_Goal of the exercise:_ For the entries below, report the number of lines containing "unwrap", without any other content.

____ Information shown

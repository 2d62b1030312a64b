use serde::{Deserialize, Serialize};

/// How a view should be presented
#[derive(Debug, Clone, Copy, PartialEq, Eq, Serialize, Deserialize)]
#[serde(rename_all = "lowercase")]
pub enum Severity {
    Info,
    Error,
}

/// Structured render product
///
/// Renderers produce views instead of pixels; the host decides how to paint
/// them. Error states from dispatch arrive as ordinary views with
/// `Severity::Error`, so a failing activity never takes down the host page.
#[derive(Debug, Clone, PartialEq, Serialize, Deserialize)]
pub struct View {
    pub heading: String,

    /// Free-form lines of body text
    #[serde(default)]
    pub body: Vec<String>,

    /// List content (choices, tallies, diagnostics)
    #[serde(default)]
    pub items: Vec<String>,

    pub severity: Severity,
}

impl View {
    pub fn panel(heading: impl Into<String>) -> Self {
        Self {
            heading: heading.into(),
            body: Vec::new(),
            items: Vec::new(),
            severity: Severity::Info,
        }
    }

    pub fn error(heading: impl Into<String>) -> Self {
        Self {
            heading: heading.into(),
            body: Vec::new(),
            items: Vec::new(),
            severity: Severity::Error,
        }
    }

    pub fn with_line(mut self, line: impl Into<String>) -> Self {
        self.body.push(line.into());
        self
    }

    pub fn with_items(mut self, items: Vec<String>) -> Self {
        self.items = items;
        self
    }

    pub fn is_error(&self) -> bool {
        self.severity == Severity::Error
    }
}

#[cfg(test)]
mod tests {
    use super::*;

    #[test]
    fn test_panel_builder() {
        let view = View::panel("Lunch poll")
            .with_line("Where should we eat?")
            .with_items(vec!["Tacos".to_string(), "Ramen".to_string()]);

        assert_eq!(view.heading, "Lunch poll");
        assert_eq!(view.body.len(), 1);
        assert_eq!(view.items.len(), 2);
        assert!(!view.is_error());
    }

    #[test]
    fn test_error_panel() {
        let view = View::error("Rendering Error").with_line("boom");

        assert!(view.is_error());
        assert_eq!(view.body, vec!["boom".to_string()]);
    }

    #[test]
    fn test_serde_roundtrip() {
        let view = View::panel("P").with_line("l");
        let json = serde_json::to_string(&view).unwrap();
        let parsed: View = serde_json::from_str(&json).unwrap();
        assert_eq!(parsed, view);
    }
}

________

_Result for this exercise:_ 2